DETAILED DESCRIPTION
[0019] Embodiments of the invention generally relate to methods of
dry stripping boron-carbon films using oxygen-containing oxidizing
agents in combination with hydrogen-containing reducing agents. In
one embodiment, alternating plasmas of hydrogen and oxygen are used
to remove a boron-carbon film. In another embodiment, co-flowed
oxygen and hydrogen plasma is used to remove a boron-carbon
containing film. A nitrous oxide plasma may be used in addition to
or as an alternative to either of the above oxygen plasmas. In
another embodiment, a plasma generated from water vapor is used to
remove a boron-carbon film. The boron-carbon removal processes may
also include an optional polymer removal process prior to removal
of the boron-carbon films. The polymer removal process includes
exposing the boron-carbon film to a plasma formed from an
oxygen-containing gas, a fluorine-containing gas, or a combination
thereof to remove from the surface of the boron-carbon film any
carbon-based polymers generated during a substrate etching
process.
[0020] Embodiments of the invention may be practiced in the
Producer.RTM. SE or Producer.RTM. GT chambers available from
Applied Materials, Inc., of Santa Clara, Calif. It is contemplated
that other chambers, including those produced by other
manufacturers, may benefit from embodiments described herein.

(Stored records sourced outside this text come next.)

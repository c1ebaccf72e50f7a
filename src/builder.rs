//! Event loop configuration.
use std::rc::Rc;

use crate::{error::Error, task::EventLoop};

/// Builder for an [EventLoop].
///
/// ```
/// use coloop::EventLoop;
///
/// let lp = EventLoop::builder()
///     .name("worker")
///     .log_uncaught_errors(false)
///     .on_error(|e| eprintln!("task failed: {e}"))
///     .build();
///
/// assert_eq!(lp.name(), "worker");
/// ```
pub struct Builder {
    pub(crate) name: String,
    pub(crate) log_uncaught_errors: bool,
    pub(crate) hooks: Vec<Rc<dyn Fn(&Error)>>,
}

impl Default for Builder {
    fn default() -> Self {
        Self {
            name: "coloop".to_owned(),
            log_uncaught_errors: true,
            hooks: Vec::new(),
        }
    }
}

impl Builder {
    /// Name prefixed to the loop's log records.
    pub fn name(mut self, name: impl Into<String>) -> Self {
        self.name = name.into();
        self
    }

    /// Whether errors returned by task bodies are logged at `warn` level.
    /// Enabled by default.
    pub fn log_uncaught_errors(mut self, enabled: bool) -> Self {
        self.log_uncaught_errors = enabled;
        self
    }

    /// Pre-register an error hook, see [EventLoop::on_error].
    pub fn on_error(mut self, hook: impl Fn(&Error) + 'static) -> Self {
        self.hooks.push(Rc::new(hook));
        self
    }

    pub fn build(self) -> EventLoop {
        EventLoop::from_builder(self)
    }
}
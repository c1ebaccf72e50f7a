//! # `coloop`: a single-threaded cooperative event loop
//!
//! This crate implements a small reactor-style event loop that multiplexes
//! timers and IO readiness across many tasks on one thread. It is meant for
//! environments that need concurrency without OS threads: exactly one task
//! runs at any time, and a task only gives up control at an `.await` that
//! suspends it.
//!
//! The loop waits with `ppoll(2)` on the descriptors tasks are interested in,
//! bounded by the next timer, and never busy-loops.
//!
//! Spawning a task yields an [Evaluation], a handle through which the task's
//! outcome is awaited (optionally with a timeout), cancelled, or concluded from
//! outside. Every evaluation concludes exactly once, whichever of completion,
//! cancellation or [Evaluation::conclude_with] gets there first.
//!
//! For the loop itself, refer to the [task] module. To see what a task can
//! suspend on, see the [futures] module.
//!
//! ## Example
//!
//! ```
//! use coloop::EventLoop;
//! use std::time::Duration;
//!
//! let lp = EventLoop::new();
//!
//! let hello = {
//!     let lp = lp.clone();
//!     lp.clone().spawn(async move {
//!         lp.wait(Duration::from_millis(10)).await;
//!         Ok("Hello, ")
//!     })
//! };
//!
//! let world = {
//!     let (lp, hello) = (lp.clone(), hello.clone());
//!     lp.clone().spawn(async move {
//!         let greeting = hello.result().await?;
//!         lp.wait(Duration::from_millis(10)).await;
//!         Ok(format!("{greeting}world!"))
//!     })
//! };
//!
//! assert_eq!(world.join().unwrap(), "Hello, world!");
//! ```
pub mod builder;
pub mod clock;
pub mod error;
pub mod evaluation;
pub mod futures;
pub(crate) mod reactor;
pub mod task;
pub(crate) mod timer;

pub use builder::Builder;
pub use error::{Error, Result};
pub use evaluation::{AwaitResult, Cancelled, Evaluation};
pub use task::{EventLoop, HookId};
use std::{
    io::{ErrorKind, Read, Write},
    os::unix::net::UnixStream,
    rc::Rc,
    time::Duration,
};

use clap::Parser;
use coloop::{Error, EventLoop};

/// A writer and a reader task talking over a socket pair. The reader gives up
/// once nothing has arrived for `--idle-ms`.
#[derive(Parser)]
struct Args {
    /// Number of messages to send.
    #[arg(long, default_value_t = 5)]
    messages: u32,

    /// Pause between two messages, in milliseconds.
    #[arg(long, default_value_t = 200)]
    interval_ms: u64,

    /// How long the reader waits for the next message, in milliseconds.
    #[arg(long, default_value_t = 500)]
    idle_ms: u64,
}

fn main() -> anyhow::Result<()> {
    env_logger::init();

    let args = Args::parse();
    let lp = EventLoop::builder().name("pipe-demo").build();

    let (rx, tx) = UnixStream::pair()?;
    rx.set_nonblocking(true)?;
    tx.set_nonblocking(true)?;
    let (rx, tx) = (Rc::new(rx), Rc::new(tx));

    let writer = {
        let (lp2, tx) = (lp.clone(), tx.clone());
        let interval = Duration::from_millis(args.interval_ms);
        let messages = args.messages;
        lp.spawn(async move {
            for i in 0..messages {
                lp2.wait(interval).await;
                lp2.await_writable(&*tx, None).await?;
                (&*tx).write_all(format!("message {i}\n").as_bytes())?;
            }
            Ok(messages)
        })
    };

    let reader = {
        let (lp2, rx) = (lp.clone(), rx.clone());
        let idle = Duration::from_millis(args.idle_ms);
        lp.spawn(async move {
            let mut received = Vec::new();
            let mut buf = [0u8; 256];

            while lp2.await_readable(&*rx, Some(idle)).await? {
                match (&*rx).read(&mut buf) {
                    Ok(0) => break,
                    Ok(n) => received.extend_from_slice(&buf[..n]),
                    Err(e) if e.kind() == ErrorKind::WouldBlock => continue,
                    Err(e) => return Err(Error::from(e)),
                }
            }

            Ok(String::from_utf8_lossy(&received).into_owned())
        })
    };

    println!("sent {} message(s)", writer.join()?);
    print!("{}", reader.join()?);

    Ok(())
}
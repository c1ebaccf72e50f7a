use std::{io, os::fd::RawFd, ptr::null, time::Duration};

/// Interest of a single descriptor handed to [wait].
pub(super) fn pollfd(fd: RawFd, read: bool, write: bool) -> libc::pollfd {
    let mut events = 0;

    if read {
        events |= libc::POLLIN;
    }

    if write {
        events |= libc::POLLOUT;
    }

    libc::pollfd {
        fd,
        events,
        revents: 0,
    }
}

/// Block until one of `fds` is ready or `timeout` elapses. `None` blocks
/// indefinitely. Returns the number of descriptors with a non-empty
/// `revents`; an interrupted wait counts as zero.
pub(super) fn wait(fds: &mut [libc::pollfd], timeout: Option<Duration>) -> io::Result<usize> {
    if fds.is_empty() {
        let Some(timeout) = timeout else {
            return Err(io::Error::new(
                io::ErrorKind::InvalidInput,
                "waiting indefinitely on no descriptors",
            ));
        };

        std::thread::sleep(timeout);
        return Ok(0);
    }

    let tspec = timeout.map(|t| libc::timespec {
        tv_sec: t.as_secs() as _,
        tv_nsec: t.subsec_nanos() as _,
    });

    let n = unsafe {
        libc::ppoll(
            fds.as_mut_ptr(),
            fds.len() as libc::nfds_t,
            tspec.as_ref().map_or(null(), |t| t as *const _),
            null(),
        )
    };

    if n == -1 {
        let err = io::Error::last_os_error();
        if err.raw_os_error() == Some(libc::EINTR) {
            return Ok(0);
        }
        return Err(err);
    }

    Ok(n as usize)
}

[0021] FIG. 1 is a flow diagram 100 illustrating a method of
removing a boron-carbon film using alternating hydrogen and oxygen
plasmas according to one embodiment of the invention. Flow diagram
100 begins at operation 102, in which a substrate having a
boron-carbon film thereon, such as a boron-carbon hardmask, is
positioned on a substrate support within a stripping chamber. The
substrate and the boron-carbon film thereon are heated to a
temperature less than about 750.degree. C., such as about
200.degree. C. to about 400.degree. C. The boron-carbon film may be
a boron-doped carbon, or a hydrogenated boron carbide having an
atomic ratio of boron to carbide of about 2:1 or less. The
substrate is generally a silicon-containing substrate, such as a
300 millimeter silicon wafer, and may have one or more dielectric
or conductive metal layers disposed thereon. For example, the
substrate may have a silicon dioxide layer disposed thereon, over
which the boron-carbon layer is disposed to act as an etching
hardmask during a previously performed etching of the silicon
dioxide layer. It is contemplated that substrates other than
silicon-containing substrates may be used.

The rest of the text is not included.